The culminating of the event came around noon time, when Dr. Vandana Shiva, a woman identified as one of the seven most powerful women on the globe, her message shook the audience into a state of awe. Like a calm wind over sea of grass, everyone leaned in just a little closer to pick up the tidbits of knowledge she dropped. To distill her nearly hourlong speech into a sentence or two is virtually impossible. However, I will try my best. Simply put Dr. Shiva harped on big agricultural corporations, such as Monsanto, reminding the audience that it is not the big monocultures that feed the world, but rather the small farmers, giving us nearly 70% of the food we eat. Just as a farmer aids their plants growth through added humus, Dr. Shiva piled on more information from studies her organization, Navdanya, had completed. Awing the crowd with information about nutrition/acre, a new measurement her organization had come up with, showing that biodiverse farms, such as the ones organic farmers maintain, have a larger and more positive effect on the world. She ended her talk with a heart-warming statement, which stuck with all of the students in attendance, “Small multiplied millions of time is the large of today. And the largeness of that small is the largeness of solidarity, of compassion, and of a planetary consciousness. Exactly the power we need to deal with the brute, violent power of irresponsible bully”. As everybody filed out of the auditorium, still shaking their heads at the words of wisdom that Dr. Vandana Shiva had bestowed upon them, there was a palpable excitement among the students.

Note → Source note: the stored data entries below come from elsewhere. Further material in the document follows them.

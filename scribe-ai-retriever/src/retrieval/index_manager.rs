//! Keeps one document's vector index consistent with its latest snapshot.
//!
//! The manager owns the rebuild-or-skip decision. Every refresh fingerprints the
//! snapshot; an unchanged fingerprint on a ready index costs nothing else. A
//! changed one triggers a full rebuild:
//!
//! ```text
//! snapshot → fingerprint ──unchanged──→ done (no chunking, no embedding, no writes)
//!                 │
//!              changed
//!                 ↓
//!        [write lock] re-check → chunk → embed all → replace_all → new state
//! ```
//!
//! ## Locking
//!
//! One `tokio::sync::RwLock` per document guards the [`IndexState`] and, by
//! convention, the vector index behind it. Rebuilds hold the write lock from the
//! re-check to the final state swap, so concurrent refreshes with the same new
//! fingerprint perform exactly one rebuild and queries never see a half-replaced
//! index. Queries hold the read lock while they talk to the store.
//!
//! ## Failure Model
//!
//! A rebuild either replaces the index completely or leaves it as it was.
//! Embedding happens before the store is touched, and the store swap is a single
//! [`VectorIndex::replace_all`] call. If the gateway or the store fails (or times
//! out), the old vectors and the old state stay in place; only `last_error` is
//! recorded. A refresh future dropped mid-rebuild leaves the same picture, and the
//! `rebuilding` flag is reset on drop.

use crate::error::{Result, RetrieverError};
use crate::storage::{VectorIndex, VectorRecord};
use scribe_ai_context::{
    Chunk, Chunker, DocumentSnapshot, DocumentSource, Fingerprint, FingerprintMode,
};
use scribe_ai_embed::{EmbedError, EmbeddingGateway};
use serde::Serialize;
use std::future::Future;
use std::sync::Arc;
use std::sync::atomic::{AtomicBool, Ordering};
use std::time::{Duration, Instant};
use tokio::sync::{RwLock, RwLockReadGuard};
use tracing::{debug, info, warn};

/// What a refresh did.
#[derive(Debug, Clone, Copy, PartialEq, Eq, Serialize)]
#[serde(rename_all = "kebab-case")]
pub enum RefreshOutcome {
    /// Fingerprint matched a ready index; nothing was touched
    Unchanged,
    /// The index was rebuilt from the snapshot
    Rebuilt,
    /// The snapshot had nothing worth indexing; the index is not ready
    EmptyDocument,
}

/// Result of a successful refresh.
#[derive(Debug, Clone, Copy, PartialEq, Eq, Serialize)]
pub struct IndexStatus {
    pub ready: bool,
    pub chunk_count: usize,
    pub outcome: RefreshOutcome,
}

/// Bookkeeping for the index of one document.
///
/// Replaced wholesale by a successful rebuild. Failed rebuilds only touch
/// `last_error`.
#[derive(Debug, Clone)]
pub struct IndexState {
    pub fingerprint: Fingerprint,
    pub chunk_count: usize,
    pub ready: bool,
    pub last_error: Option<String>,
    /// Number of completed rebuilds since creation
    pub rebuilds: u64,
}

impl Default for IndexState {
    fn default() -> Self {
        Self {
            fingerprint: Fingerprint::Unknown,
            chunk_count: 0,
            ready: false,
            last_error: None,
            rebuilds: 0,
        }
    }
}

/// Tunables for an [`IndexManager`].
#[derive(Debug, Clone, Default)]
pub struct IndexManagerConfig {
    pub chunker: Chunker,
    pub fingerprint_mode: FingerprintMode,
    /// Deadline for each vector index call
    pub store_timeout: Option<Duration>,
}

impl IndexManagerConfig {
    pub fn with_chunker(mut self, chunker: Chunker) -> Self {
        self.chunker = chunker;
        self
    }

    pub fn with_fingerprint_mode(mut self, mode: FingerprintMode) -> Self {
        self.fingerprint_mode = mode;
        self
    }

    pub fn with_store_timeout(mut self, timeout: Duration) -> Self {
        self.store_timeout = Some(timeout);
        self
    }
}

/// Orchestrates chunker, gateway and vector index for one document.
pub struct IndexManager {
    gateway: Arc<dyn EmbeddingGateway>,
    index: Arc<dyn VectorIndex>,
    config: IndexManagerConfig,
    state: RwLock<IndexState>,
    rebuilding: AtomicBool,
    /// Mirrors `state.ready` for lock-free readers
    ready: AtomicBool,
}

impl IndexManager {
    pub fn new(gateway: Arc<dyn EmbeddingGateway>, index: Arc<dyn VectorIndex>) -> Self {
        Self::with_config(gateway, index, IndexManagerConfig::default())
    }

    pub fn with_config(
        gateway: Arc<dyn EmbeddingGateway>,
        index: Arc<dyn VectorIndex>,
        config: IndexManagerConfig,
    ) -> Self {
        Self {
            gateway,
            index,
            config,
            state: RwLock::new(IndexState::default()),
            rebuilding: AtomicBool::new(false),
            ready: AtomicBool::new(false),
        }
    }

    /// Bring the index in line with `snapshot`, rebuilding only if it changed.
    pub async fn ensure_up_to_date(&self, snapshot: &DocumentSnapshot) -> Result<IndexStatus> {
        let fingerprint = Fingerprint::of(Some(snapshot), self.config.fingerprint_mode);
        self.refresh(snapshot, fingerprint).await
    }

    /// Pull the current snapshot from `source` and refresh.
    ///
    /// A source with no readable document yields the [`Fingerprint::Unknown`]
    /// sentinel and is indexed as an empty document.
    pub async fn refresh_from(&self, source: &dyn DocumentSource) -> Result<IndexStatus> {
        match source.snapshot() {
            Some(snapshot) => self.ensure_up_to_date(&snapshot).await,
            None => {
                debug!("Document source returned no snapshot");
                self.refresh(&DocumentSnapshot::empty(), Fingerprint::Unknown)
                    .await
            }
        }
    }

    async fn refresh(
        &self,
        snapshot: &DocumentSnapshot,
        fingerprint: Fingerprint,
    ) -> Result<IndexStatus> {
        {
            let state = self.state.read().await;
            if state.ready && state.fingerprint.matches(&fingerprint) {
                debug!("Index up to date (fingerprint {})", fingerprint);
                return Ok(unchanged(&state));
            }
        }

        let mut state = self.state.write().await;
        // Another caller may have rebuilt for this fingerprint while we waited
        if state.ready && state.fingerprint.matches(&fingerprint) {
            debug!("Index rebuilt concurrently (fingerprint {})", fingerprint);
            return Ok(unchanged(&state));
        }

        let _rebuilding = RebuildingGuard::enter(&self.rebuilding);
        let result = self.rebuild(&mut state, snapshot, fingerprint).await;
        self.ready.store(state.ready, Ordering::SeqCst);
        result
    }

    async fn rebuild(
        &self,
        state: &mut IndexState,
        snapshot: &DocumentSnapshot,
        fingerprint: Fingerprint,
    ) -> Result<IndexStatus> {
        let started = Instant::now();
        let chunks = self.config.chunker.chunk(snapshot);

        if chunks.is_empty() {
            info!(
                "Document has nothing to index ({} lines), index not ready",
                snapshot.len()
            );
            state.fingerprint = fingerprint;
            state.chunk_count = 0;
            state.ready = false;
            return Ok(IndexStatus {
                ready: false,
                chunk_count: 0,
                outcome: RefreshOutcome::EmptyDocument,
            });
        }

        info!(
            "Rebuilding index: {} chunks (fingerprint {})",
            chunks.len(),
            fingerprint
        );

        let vectors = match self.embed_chunks(&chunks).await {
            Ok(vectors) => vectors,
            Err(e) => {
                warn!("Embedding failed, keeping previous index: {}", e);
                state.last_error = Some(e.to_string());
                return Err(RetrieverError::EmbeddingUnavailable { source: e });
            }
        };

        let records: Vec<VectorRecord> = chunks
            .into_iter()
            .zip(vectors)
            .map(|(chunk, vector)| VectorRecord {
                id: chunk.id,
                vector,
                text: chunk.text,
                metadata: chunk.metadata,
            })
            .collect();
        let chunk_count = records.len();

        let index = Arc::clone(&self.index);
        let written = self
            .with_store_deadline(async move { index.replace_all(records).await })
            .await;
        if let Err(e) = written {
            warn!("Vector index write failed, keeping previous index: {}", e);
            state.last_error = Some(e.to_string());
            return Err(e);
        }

        *state = IndexState {
            fingerprint,
            chunk_count,
            ready: true,
            last_error: None,
            rebuilds: state.rebuilds + 1,
        };
        info!(
            "Index rebuilt: {} chunks in {:.2}s",
            chunk_count,
            started.elapsed().as_secs_f64()
        );

        Ok(IndexStatus {
            ready: true,
            chunk_count,
            outcome: RefreshOutcome::Rebuilt,
        })
    }

    async fn embed_chunks(&self, chunks: &[Chunk]) -> std::result::Result<Vec<Vec<f32>>, EmbedError> {
        let texts: Vec<String> = chunks.iter().map(|c| c.text.clone()).collect();
        let result = self.gateway.embed_texts(&texts).await?;
        Ok(result.ensure_len(texts.len())?.embeddings)
    }

    /// Run a store operation under the configured deadline.
    pub(crate) async fn with_store_deadline<T, F>(&self, operation: F) -> Result<T>
    where
        F: Future<Output = anyhow::Result<T>>,
    {
        let outcome = match self.config.store_timeout {
            Some(timeout) => match tokio::time::timeout(timeout, operation).await {
                Ok(outcome) => outcome,
                Err(_) => Err(anyhow::anyhow!(
                    "vector index call timed out after {}ms",
                    timeout.as_millis()
                )),
            },
            None => operation.await,
        };
        outcome.map_err(RetrieverError::store)
    }

    /// Remove every vector and forget the fingerprint; the next refresh rebuilds.
    pub async fn clear_index(&self) -> Result<()> {
        let mut state = self.state.write().await;
        let index = Arc::clone(&self.index);
        self.with_store_deadline(async move { index.clear().await })
            .await?;
        *state = IndexState {
            rebuilds: state.rebuilds,
            ..IndexState::default()
        };
        self.ready.store(false, Ordering::SeqCst);
        info!("Index cleared");
        Ok(())
    }

    /// Current state. Waits for a running rebuild to finish.
    pub async fn state(&self) -> IndexState {
        self.state.read().await.clone()
    }

    /// Current state without waiting; `None` while a rebuild holds the lock.
    pub fn try_state(&self) -> Option<IndexState> {
        self.state.try_read().ok().map(|state| state.clone())
    }

    pub(crate) async fn read_state(&self) -> RwLockReadGuard<'_, IndexState> {
        self.state.read().await
    }

    pub fn is_rebuilding(&self) -> bool {
        self.rebuilding.load(Ordering::SeqCst)
    }

    /// Whether a ready index exists, without waiting for the lock.
    pub fn is_ready(&self) -> bool {
        self.ready.load(Ordering::SeqCst)
    }

    pub fn index(&self) -> &Arc<dyn VectorIndex> {
        &self.index
    }

    pub fn gateway(&self) -> &Arc<dyn EmbeddingGateway> {
        &self.gateway
    }
}

/// Holds the `rebuilding` flag up until dropped, including on cancellation.
struct RebuildingGuard<'a>(&'a AtomicBool);

impl<'a> RebuildingGuard<'a> {
    fn enter(flag: &'a AtomicBool) -> Self {
        flag.store(true, Ordering::SeqCst);
        Self(flag)
    }
}

impl Drop for RebuildingGuard<'_> {
    fn drop(&mut self) {
        self.0.store(false, Ordering::SeqCst);
    }
}

fn unchanged(state: &IndexState) -> IndexStatus {
    IndexStatus {
        ready: state.ready,
        chunk_count: state.chunk_count,
        outcome: RefreshOutcome::Unchanged,
    }
}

The implications of Dr. Shiva’s words, and the workshops that students attended, has a larger impact than the Dartmouth community. Each individual at the conference represented a small portion of the organic movement: farmers, gardeners, foodies, students, and activists. As they made their way back to their respective corners of the state, and us to New Hampshire, each one left with the understanding that the organic movement no longer was about a bunch of hippies growing food in a more natural state, it had global implications. The Organic Farming movement was also no longer just about food, it now stands for democracy in the face of monopoly, freedom from the oppression of a single market choice. Food connects people to the Earth, whether they are conscious of it or not, and in these trying times, with the Earth heaving from the stress that humanity has put on it, organic farming represents a caring hand to the Earth, and by extension its inhabitants.